Records from a data collection
----

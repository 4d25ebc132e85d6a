//! Network configuration for the yield pool SDK

use crate::constants::{
    DEFAULT_CHAIN_ID, DEFAULT_CONFIRMATION_TIMEOUT, DEFAULT_MAX_POLL_INTERVAL,
    DEFAULT_POLL_INTERVAL, DEFAULT_REQUEST_TIMEOUT, GAS_MULTIPLIER_BASE_BPS,
};
use alloy::primitives::{address, Address};
use eyre::{Context, Result};
use std::str::FromStr;
use std::time::Duration;

/// Receipt polling settings
#[derive(Debug, Clone, PartialEq, Eq)]
pub struct ConfirmationConfig {
    /// Delay before the second receipt poll
    pub poll_interval: Duration,
    /// Cap for the doubling poll delay (equal to `poll_interval` for fixed polling)
    pub max_poll_interval: Duration,
    /// Deadline applied when the caller's context has none
    pub timeout: Duration,
}

impl Default for ConfirmationConfig {
    fn default() -> Self {
        Self {
            poll_interval: DEFAULT_POLL_INTERVAL,
            max_poll_interval: DEFAULT_MAX_POLL_INTERVAL,
            timeout: DEFAULT_CONFIRMATION_TIMEOUT,
        }
    }
}

/// Network configuration: chain, RPC endpoint and pool contract
#[derive(Debug, Clone)]
pub struct NetworkConfig {
    /// Chain ID every transaction is signed for
    pub chain_id: u64,
    /// RPC endpoint URL
    pub rpc_url: String,
    /// Yield pool contract address
    pub pool: Address,
    /// Receipt polling
    pub confirmation: ConfirmationConfig,
    /// Timeout for a single RPC request
    pub request_timeout: Duration,
    /// Gas estimate padding in basis points (10_000 = none)
    pub gas_limit_multiplier_bps: u64,
}

impl Default for NetworkConfig {
    fn default() -> Self {
        Self::new(
            "http://localhost:8545",
            address!("1234567890123456789012345678901234567890"),
        )
    }
}

impl NetworkConfig {
    /// Mainnet configuration for the pool at `pool`
    pub fn new(rpc_url: impl Into<String>, pool: Address) -> Self {
        Self {
            chain_id: DEFAULT_CHAIN_ID,
            rpc_url: rpc_url.into(),
            pool,
            confirmation: ConfirmationConfig::default(),
            request_timeout: DEFAULT_REQUEST_TIMEOUT,
            gas_limit_multiplier_bps: GAS_MULTIPLIER_BASE_BPS,
        }
    }

    /// Load configuration from the environment (and `.env` if present)
    ///
    /// Required: `RPC_URL`, `POOL_ADDRESS`. Optional: `CHAIN_ID`,
    /// `CONFIRMATION_TIMEOUT_SECS`, `POLL_INTERVAL_MS`, `GAS_LIMIT_MULTIPLIER_BPS`.
    pub fn from_env() -> Result<Self> {
        dotenvy::dotenv().ok();

        let rpc_url =
            std::env::var("RPC_URL").context("RPC_URL environment variable must be set")?;
        let pool = env_parse::<Address>("POOL_ADDRESS")?
            .ok_or_else(|| eyre::eyre!("POOL_ADDRESS environment variable must be set"))?;

        let mut config = Self::new(rpc_url, pool);

        if let Some(chain_id) = env_parse("CHAIN_ID")? {
            config = config.with_chain_id(chain_id);
        }
        if let Some(secs) = env_parse("CONFIRMATION_TIMEOUT_SECS")? {
            config.confirmation.timeout = Duration::from_secs(secs);
        }
        if let Some(ms) = env_parse("POLL_INTERVAL_MS")? {
            let interval = Duration::from_millis(ms);
            config.confirmation.poll_interval = interval;
            config.confirmation.max_poll_interval =
                config.confirmation.max_poll_interval.max(interval);
        }
        if let Some(bps) = env_parse("GAS_LIMIT_MULTIPLIER_BPS")? {
            config = config.with_gas_limit_multiplier(bps);
        }

        Ok(config)
    }

    /// Set the chain ID
    pub fn with_chain_id(mut self, chain_id: u64) -> Self {
        self.chain_id = chain_id;
        self
    }

    /// Create custom configuration with specific RPC URL
    pub fn with_rpc_url(mut self, rpc_url: impl Into<String>) -> Self {
        self.rpc_url = rpc_url.into();
        self
    }

    /// Set the pool address
    pub fn with_pool(mut self, pool: Address) -> Self {
        self.pool = pool;
        self
    }

    /// Set receipt polling
    pub fn with_confirmation(mut self, confirmation: ConfirmationConfig) -> Self {
        self.confirmation = confirmation;
        self
    }

    /// Set the per-request RPC timeout
    pub fn with_request_timeout(mut self, timeout: Duration) -> Self {
        self.request_timeout = timeout;
        self
    }

    /// Pad gas estimates, e.g. 12_000 for +20%
    pub fn with_gas_limit_multiplier(mut self, bps: u64) -> Self {
        self.gas_limit_multiplier_bps = bps;
        self
    }
}

/// Parse an optional environment variable
fn env_parse<T>(name: &str) -> Result<Option<T>>
where
    T: FromStr,
    T::Err: std::fmt::Display,
{
    match std::env::var(name) {
        Ok(raw) => raw
            .trim()
            .parse()
            .map(Some)
            .map_err(|e| eyre::eyre!("Invalid {}: {}", name, e)),
        Err(std::env::VarError::NotPresent) => Ok(None),
        Err(e) => Err(e).with_context(|| format!("Failed to read {}", name)),
    }
}
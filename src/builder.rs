//! Unsigned transaction assembly
//!
//! Three node queries (gas price, pending nonce, gas estimate) each fail with
//! their own [`PoolError`] variant. Nothing is retried here.

use crate::connector::{CallRequest, ChainConnector};
use crate::constants::GAS_MULTIPLIER_BASE_BPS;
use crate::context::CallContext;
use crate::error::PoolError;
use crate::types::UnsignedTransaction;
use alloy::primitives::{Address, Bytes, U256};
use tracing::{debug, warn};

/// Builds unsigned pool transactions from calldata and the signer's chain state
#[derive(Debug, Clone)]
pub struct TransactionBuilder<C> {
    connector: C,
    /// Applied to the gas estimate, 10_000 = estimate as-is
    gas_limit_multiplier_bps: u64,
}

impl<C: ChainConnector> TransactionBuilder<C> {
    pub fn new(connector: C) -> Self {
        Self {
            connector,
            gas_limit_multiplier_bps: GAS_MULTIPLIER_BASE_BPS,
        }
    }

    /// Pad the gas estimate, e.g. 12_000 for +20%
    pub fn with_gas_limit_multiplier(mut self, bps: u64) -> Self {
        self.gas_limit_multiplier_bps = bps.max(GAS_MULTIPLIER_BASE_BPS);
        self
    }

    /// Assemble an unsigned transaction calling `contract` with `call_data`
    ///
    /// The nonce is the signer's pending nonce as observed now; value is zero.
    pub async fn build(
        &self,
        call_data: Bytes,
        signer: Address,
        contract: Address,
        ctx: &CallContext,
    ) -> Result<UnsignedTransaction, PoolError> {
        let gas_price = self
            .connector
            .suggest_gas_price(ctx)
            .await
            .map_err(PoolError::FeeQuery)?;

        let nonce = self
            .connector
            .pending_nonce(signer, ctx)
            .await
            .map_err(PoolError::NonceQuery)?;

        let call = CallRequest {
            from: signer,
            to: contract,
            value: U256::ZERO,
            data: call_data,
        };
        let estimate = match self.connector.estimate_gas(&call, ctx).await {
            Ok(gas) => gas,
            Err(err) => {
                let err = PoolError::GasEstimation(err);
                if err.is_probable_revert() {
                    warn!(%contract, "gas estimation reverted, call would fail on-chain: {}", err);
                }
                return Err(err);
            }
        };
        let gas_limit = self.apply_multiplier(estimate);

        debug!(nonce, gas_price, estimate, gas_limit, "built unsigned transaction");

        Ok(UnsignedTransaction {
            nonce,
            to: contract,
            value: U256::ZERO,
            gas_limit,
            gas_price,
            data: call.data,
        })
    }

    fn apply_multiplier(&self, estimate: u64) -> u64 {
        let padded = estimate as u128 * self.gas_limit_multiplier_bps as u128
            / GAS_MULTIPLIER_BASE_BPS as u128;
        u64::try_from(padded).unwrap_or(u64::MAX)
    }
}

----

[WHAT TO WORK ON] Looking over the records, find each line with the word "warn" and copy it.

[SOLUTION TO THE EXERCISE]
use tracing::{debug, warn};
                    warn!(%contract, "gas estimation reverted, call would fail on-chain: {}", err);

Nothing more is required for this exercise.